Mais une question persiste : malgré ce travail d’apprivoisement de sa propre fragilité et d’écoute en profondeur, pouvons-nous réellement “répondre à la fragilité de l’autre”, pour reprendre le thème de la journée ? Dans son homélie, lors de la messe de clôture de cette journée, Fr. Max revient sur la place essentielle du silence dans l’écoute. La réponse se situe peut-être ici : répondre à la fragilité de l’autre, c’est d’abord l’écouter. Autrement dit, c’est offrir avant tout un silence fait d’écoute. “On ne peut répondre à la fragilité que par notre présence et notre écoute”, conclut Anne.

Henri DE MAUDUIT

1. Témoignage à retrouver sur RCF (https:// www.rcf.fr/vie-spirituelle/itineraire-spirituel?episode=197034)

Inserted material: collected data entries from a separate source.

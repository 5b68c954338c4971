// Squad selection pipeline: squad solve (naive or with preselection), then
// lineup, then annotation. The transfer scan runs this once per count.

use std::fmt;

use tracing::info;

use crate::candidate::CandidatePool;
use crate::error::{Result, SelectionError};
use crate::optimise::lineup::{optimise_lineup, LineupProblem};
use crate::optimise::preselect::{optimise_with_preselection, worst_teams};
use crate::optimise::roster::{optimise_roster, Continuity, RosterProblem, SquadLimits};
use crate::ruleset::Ruleset;
use crate::selection::scoring::{annotate, AnnotatedRoster, TransferPenalty};
use crate::selection::transfer::{scan_transfers, ScanOptions, TransferDecision};

/// How the squad solve is set up.
#[derive(Debug, Clone, PartialEq, Eq)]
pub enum SelectionMethod {
    /// Solve the whole squad in one go.
    Naive,
    /// Commit `players` cheap bench players first, skipping the
    /// `worst_teams` lowest-scoring teams.
    PreselectCheapest { players: usize, worst_teams: usize },
}

impl SelectionMethod {
    pub const KNOWN: [&'static str; 2] = ["preselect_cheapest_players", "naive"];

    /// Resolve a method identifier. The preselection settings are ignored by
    /// the naive method.
    pub fn parse(id: &str, players: usize, worst_teams: usize) -> Result<Self> {
        match id.trim() {
            "naive" => Ok(SelectionMethod::Naive),
            "preselect_cheapest_players" => Ok(SelectionMethod::PreselectCheapest {
                players,
                worst_teams,
            }),
            other => Err(SelectionError::config(
                "selection_method",
                format!(
                    "unknown method `{other}`, must be one of {}",
                    Self::KNOWN.join(", ")
                ),
            )),
        }
    }

    pub fn id(&self) -> &'static str {
        match self {
            SelectionMethod::Naive => "naive",
            SelectionMethod::PreselectCheapest { .. } => "preselect_cheapest_players",
        }
    }
}

impl fmt::Display for SelectionMethod {
    fn fmt(&self, f: &mut fmt::Formatter<'_>) -> fmt::Result {
        f.write_str(self.id())
    }
}

/// Choose a squad for one period with the given method.
pub fn select_roster(
    pool: &CandidatePool,
    rules: &Ruleset,
    method: &SelectionMethod,
    continuity: Option<Continuity>,
) -> Result<CandidatePool> {
    match method {
        SelectionMethod::Naive => {
            let problem = RosterProblem::new(pool, SquadLimits::from_ruleset(rules));
            let problem = match continuity {
                Some(c) => problem.with_continuity(c),
                None => problem,
            };
            optimise_roster(&problem)
        }
        SelectionMethod::PreselectCheapest {
            players,
            worst_teams: n_worst,
        } => {
            let excluded = worst_teams(pool, *n_worst);
            optimise_with_preselection(pool, rules, *players, &excluded, continuity)
        }
    }
}

/// Squad, lineup and score for one scenario. `prior` and `substitutions`
/// must be given together; the transfer count charged is the number of
/// squad members that were not in `prior`.
pub fn evaluate(
    pool: &CandidatePool,
    rules: &Ruleset,
    method: &SelectionMethod,
    prior: Option<&CandidatePool>,
    substitutions: Option<usize>,
    free_transfers: usize,
) -> Result<AnnotatedRoster> {
    let continuity = match (prior, substitutions) {
        (Some(prior), Some(n)) => Some(Continuity::new(prior, n)),
        (None, None) => None,
        _ => {
            return Err(SelectionError::config(
                "substitutions",
                "a prior squad and a substitution count must be given together",
            ))
        }
    };

    let roster = select_roster(pool, rules, method, continuity)?;
    let lineup = optimise_lineup(&LineupProblem::from_ruleset(&roster, rules))?;
    let transfers = prior.map(|p| roster.iter().filter(|c| !p.contains(c.id)).count());
    let penalty = TransferPenalty {
        free_transfers,
        points_per_transfer: rules.transfer_penalty,
    };
    Ok(annotate(&roster, &lineup, transfers, &penalty))
}

/// The outcome of a full selection run.
#[derive(Debug, Clone)]
pub struct SquadSelection {
    pub squad: AnnotatedRoster,
    /// Present when a prior squad was given and transfers were scanned.
    pub decision: Option<TransferDecision>,
}

impl SquadSelection {
    pub fn total_score(&self) -> f64 {
        self.squad.total_score
    }
}

/// Entry point: pick the best squad for the next period. Without a prior
/// squad this is a single evaluation; with one, every substitution count is
/// scanned.
pub fn select_squad(
    pool: &CandidatePool,
    rules: &Ruleset,
    method: &SelectionMethod,
    prior: Option<&CandidatePool>,
    options: &ScanOptions,
) -> Result<SquadSelection> {
    rules.validate()?;
    info!(
        method = %method,
        candidates = pool.len(),
        with_prior = prior.is_some(),
        "selecting squad"
    );
    match prior {
        None => {
            let squad = evaluate(pool, rules, method, None, None, options.free_transfers)?;
            Ok(SquadSelection {
                squad,
                decision: None,
            })
        }
        Some(prior) => {
            let decision = scan_transfers(pool, rules, method, prior, options)?;
            Ok(SquadSelection {
                squad: decision.squad.clone(),
                decision: Some(decision),
            })
        }
    }
}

2. La méthode Feldenkrais a pour but d’amener à la prise de conscience de son corps à travers le mouvement dans l’espace, dans l’environnement et à travers les sensations kinesthésiques qui y sont reliées.

L’intervention de Fr. Max était ponctuée de petits exercices respiratoires pour apprendre à entrer dans une attitude d’écoute profonde.
Anne Jeannin (tout à droite) et l’équipe de la pastorale santé du diocèse de Besançon.